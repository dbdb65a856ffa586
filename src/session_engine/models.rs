use std::collections::BTreeMap;
use std::fmt;
use serde::{Deserialize, Serialize};

use crate::error::{ConfigError, SessionResult};

// ---------------------------------------------------------------------------
// Problem primitives
// ---------------------------------------------------------------------------

#[derive(Debug, Clone, Copy, PartialEq, Eq, PartialOrd, Ord, Hash, Serialize, Deserialize)]
pub enum Operator {
    Add,
    Subtract,
    Multiply,
    Divide,
}

impl Operator {
    pub fn symbol(self) -> &'static str {
        match self {
            Operator::Add      => "+",
            Operator::Subtract => "-",
            Operator::Multiply => "×",
            Operator::Divide   => "÷",
        }
    }
}

impl fmt::Display for Operator {
    fn fmt(&self, f: &mut fmt::Formatter<'_>) -> fmt::Result {
        write!(f, "{}", self.symbol())
    }
}

/// How many decimal places an answer is written and compared with.
#[derive(Debug, Clone, Copy, PartialEq, Eq, Serialize, Deserialize)]
pub enum PrecisionMode {
    Integer,
    OneDecimal,
}

impl PrecisionMode {
    /// Fixed-point scale: answers are stored as `value * scale` integers.
    pub fn scale(self) -> i64 {
        match self {
            PrecisionMode::Integer    => 1,
            PrecisionMode::OneDecimal => 10,
        }
    }
}

// ---------------------------------------------------------------------------
// Difficulty
// ---------------------------------------------------------------------------

/// Operand magnitude, decimal allowance and operator mix for generation.
#[derive(Debug, Clone, PartialEq, Eq, Serialize, Deserialize)]
pub struct DifficultyTier {
    pub max_operand: u32,
    pub allow_decimal: bool,
    pub operator_weights: BTreeMap<Operator, u32>,
}

impl DifficultyTier {
    pub fn new(max_operand: u32, allow_decimal: bool, weights: &[(Operator, u32)]) -> Self {
        DifficultyTier {
            max_operand,
            allow_decimal,
            operator_weights: weights.iter().copied().collect(),
        }
    }

    /// Single-digit addition only.
    pub fn easy() -> Self {
        Self::new(9, false, &[(Operator::Add, 1)])
    }

    pub fn medium() -> Self {
        Self::new(
            50,
            false,
            &[
                (Operator::Add, 3),
                (Operator::Subtract, 3),
                (Operator::Multiply, 2),
                (Operator::Divide, 2),
            ],
        )
    }

    pub fn hard() -> Self {
        Self::new(
            200,
            true,
            &[
                (Operator::Add, 2),
                (Operator::Subtract, 2),
                (Operator::Multiply, 3),
                (Operator::Divide, 3),
            ],
        )
    }

    /// Sum of all positive weights; zero means nothing can be drawn.
    pub fn total_weight(&self) -> u64 {
        self.operator_weights.values().map(|&w| u64::from(w)).sum()
    }

    pub fn validate(&self) -> Result<(), ConfigError> {
        if self.max_operand == 0 {
            return Err(ConfigError::MaxOperandZero);
        }
        if self.total_weight() == 0 {
            return Err(ConfigError::EmptyOperatorSet);
        }
        Ok(())
    }
}

#[derive(Debug, Clone, Copy, PartialEq, Eq, Serialize, Deserialize)]
pub enum DifficultyLevel {
    Easy,
    Medium,
    Hard,
}

impl DifficultyLevel {
    pub fn tier(self) -> DifficultyTier {
        match self {
            DifficultyLevel::Easy   => DifficultyTier::easy(),
            DifficultyLevel::Medium => DifficultyTier::medium(),
            DifficultyLevel::Hard   => DifficultyTier::hard(),
        }
    }
}

impl fmt::Display for DifficultyLevel {
    fn fmt(&self, f: &mut fmt::Formatter<'_>) -> fmt::Result {
        match self {
            DifficultyLevel::Easy   => write!(f, "easy"),
            DifficultyLevel::Medium => write!(f, "medium"),
            DifficultyLevel::Hard   => write!(f, "hard"),
        }
    }
}

// ---------------------------------------------------------------------------
// Problem
// ---------------------------------------------------------------------------

/// One generated question. Never mutated; the next round gets a fresh one.
#[derive(Debug, Clone, PartialEq, Serialize, Deserialize)]
pub struct Problem {
    pub prompt_text: String,
    pub operator: Operator,
    pub operands: (i64, i64),
    pub correct_answer: f64,
    /// `correct_answer` formatted at `precision`; the form answers are compared to.
    pub answer_text: String,
    pub precision: PrecisionMode,
    /// Four unique choices in multiple-choice mode, empty in input mode.
    pub options: Vec<String>,
    /// Worked solution, shown after a wrong answer and in the review.
    pub explanation: String,
}

// ---------------------------------------------------------------------------
// Session configuration
// ---------------------------------------------------------------------------

#[derive(Debug, Clone, Copy, PartialEq, Eq, Serialize, Deserialize)]
pub enum SessionMode {
    Input,
    MultipleChoice,
}

pub const DEFAULT_QUESTION_LIMIT: u32 = 20;
pub const DEFAULT_TIME_LIMIT_SECS: u32 = 60;
pub const DEFAULT_REWARD_THRESHOLD: u32 = 15;
pub const DEFAULT_FEEDBACK_DELAY_SECS: u32 = 2;

#[derive(Debug, Clone, PartialEq, Eq, Serialize, Deserialize)]
pub struct SessionConfig {
    pub mode: SessionMode,
    pub tier: DifficultyTier,
    pub question_limit: u32,
    pub time_limit_secs: u32,
    pub reward_threshold: u32,
    /// Ticks between an answered question and the next one; 0 advances at once.
    #[serde(default = "default_feedback_delay")]
    pub feedback_delay_secs: u32,
}

fn default_feedback_delay() -> u32 {
    DEFAULT_FEEDBACK_DELAY_SECS
}

impl SessionConfig {
    pub fn new(mode: SessionMode, tier: DifficultyTier) -> Self {
        SessionConfig {
            mode,
            tier,
            question_limit: DEFAULT_QUESTION_LIMIT,
            time_limit_secs: DEFAULT_TIME_LIMIT_SECS,
            reward_threshold: DEFAULT_REWARD_THRESHOLD,
            feedback_delay_secs: DEFAULT_FEEDBACK_DELAY_SECS,
        }
    }

    pub fn from_json(json: &str) -> SessionResult<Self> {
        Ok(serde_json::from_str(json)?)
    }

    pub fn validate(&self) -> Result<(), ConfigError> {
        if self.question_limit == 0 {
            return Err(ConfigError::QuestionLimitZero);
        }
        if self.time_limit_secs == 0 {
            return Err(ConfigError::TimeLimitZero);
        }
        if self.reward_threshold == 0 {
            return Err(ConfigError::RewardThresholdZero);
        }
        self.tier.validate()
    }
}

// ---------------------------------------------------------------------------
// Session state
// ---------------------------------------------------------------------------

#[derive(Debug, Clone, Copy, PartialEq, Eq, Serialize, Deserialize)]
pub enum SessionStatus {
    Idle,
    Configuring,
    Running,
    Ended,
}

impl fmt::Display for SessionStatus {
    fn fmt(&self, f: &mut fmt::Formatter<'_>) -> fmt::Result {
        match self {
            SessionStatus::Idle        => write!(f, "Idle"),
            SessionStatus::Configuring => write!(f, "Configuring"),
            SessionStatus::Running     => write!(f, "Running"),
            SessionStatus::Ended       => write!(f, "Ended"),
        }
    }
}

#[derive(Debug, Clone, Serialize, Deserialize)]
pub struct SessionState {
    pub status: SessionStatus,
    pub questions_asked: u32,
    pub time_remaining: u32,
    pub current_problem: Option<Problem>,
    pub score: u32,
    pub streak: u32,
    pub max_streak: u32,
    pub correct_count: u32,
    pub stars_earned: u32,
    /// Stars withheld for blank submissions; never larger than the raw star count.
    pub star_penalty: u32,
}

impl SessionState {
    /// Fresh running state for a session that is about to ask `first`.
    pub fn begin(first: Problem, time_limit_secs: u32) -> Self {
        SessionState {
            status: SessionStatus::Running,
            questions_asked: 0,
            time_remaining: time_limit_secs,
            current_problem: Some(first),
            score: 0,
            streak: 0,
            max_streak: 0,
            correct_count: 0,
            stars_earned: 0,
            star_penalty: 0,
        }
    }
}

// ---------------------------------------------------------------------------
// History / summary
// ---------------------------------------------------------------------------

#[derive(Debug, Clone, PartialEq, Eq, Serialize, Deserialize)]
pub struct HistoryEntry {
    pub ordinal: u32,
    pub prompt_text: String,
    pub submitted_answer: Option<String>,
    pub correct_answer: String,
    pub was_correct: bool,
    pub explanation: String,
}

#[derive(Debug, Clone, Copy, PartialEq, Eq, Serialize, Deserialize)]
pub enum EndReason {
    QuestionLimit,
    TimeExpired,
    EndedEarly,
}

#[derive(Debug, Clone, PartialEq, Eq, Serialize, Deserialize)]
pub struct SessionSummary {
    pub score: u32,
    pub correct_count: u32,
    pub stars_earned: u32,
    pub questions_asked: u32,
    pub max_streak: u32,
    /// Whole-number percentage of valid submissions that were correct.
    pub accuracy: u32,
    pub end_reason: EndReason,
    pub history: Vec<HistoryEntry>,
}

• • • • • • •

EXERCISE BRIEF –
Would you show each line of the material above that contains the string "symbol"?

EXERCISE ANSWER –
    pub fn symbol(self) -> &'static str {
        write!(f, "{}", self.symbol())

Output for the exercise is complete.